Yes, but first of all I would like to discuss what are the pre-clinical basis of these new trials. For instance, we have seen that by adding anti-angiogenic drugs to some kind of so-called metronomic chemotherapy, which is continuous low-dose chemotherapy, there are very interesting results in terms of clinical benefit, which is clinical responses plus stable disease for many, many months. The problem is that sooner or later the patient will relapse and when the patient relapses, the pattern of vascularisation is totally different compared to the pattern of vascularisation which was observed before the combination treatment. So we must understand better at the pre-clinical level, using mice, what are these new patterns of neovascularisation. And we are learning, for instance, that we should add new monoclonal antibodies to the classic anti-VGF monoclonal antibody. For instance, there are antibodies reacting against ALK-1 which is a receptor of the TGF beta broad complex, or antibodies against BV8 which is expressed by some myeloid cells. And this is the pre-clinical basis for future clinical trials of the European Institute of Oncology and in other locations.

 

Your lab is translational; findings from the mice go through to the clinic?

 

Exactly. All of the clinical trials that have been done in the field of anti-angiogenic therapy of cancer at the European Institute of Oncology have been in some way led by the pre-clinical observation made in basic research, or in the pre-clinical models of cancer.

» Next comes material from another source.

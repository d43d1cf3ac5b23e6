mod engine;

pub use engine::Engine;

I do believe that this will be the way we will do also in the near and the next future.

 

What is the future for this type of therapy?

 

I do believe that the association therapy and, most of all, the right selection of the patient will be crucial. Of course not all the patients should be treated with the same kind of therapy because that old concept of on average this therapy is good for you will not be working anymore, for economic and biological reasons. So we are working also in the field of trying to define by surrogate biomarkers which are the patients that will take more advantage from this type of therapy. And, for instance, we have published last year and two years ago that selecting at the assessment a particular promising biomarker to select the patients that can benefit from this kind of therapy. This is a surrogate marker of vascular turnover and it seems that patients with a high vascular turnover are the patients that are mostly benefiting from this kind of therapy.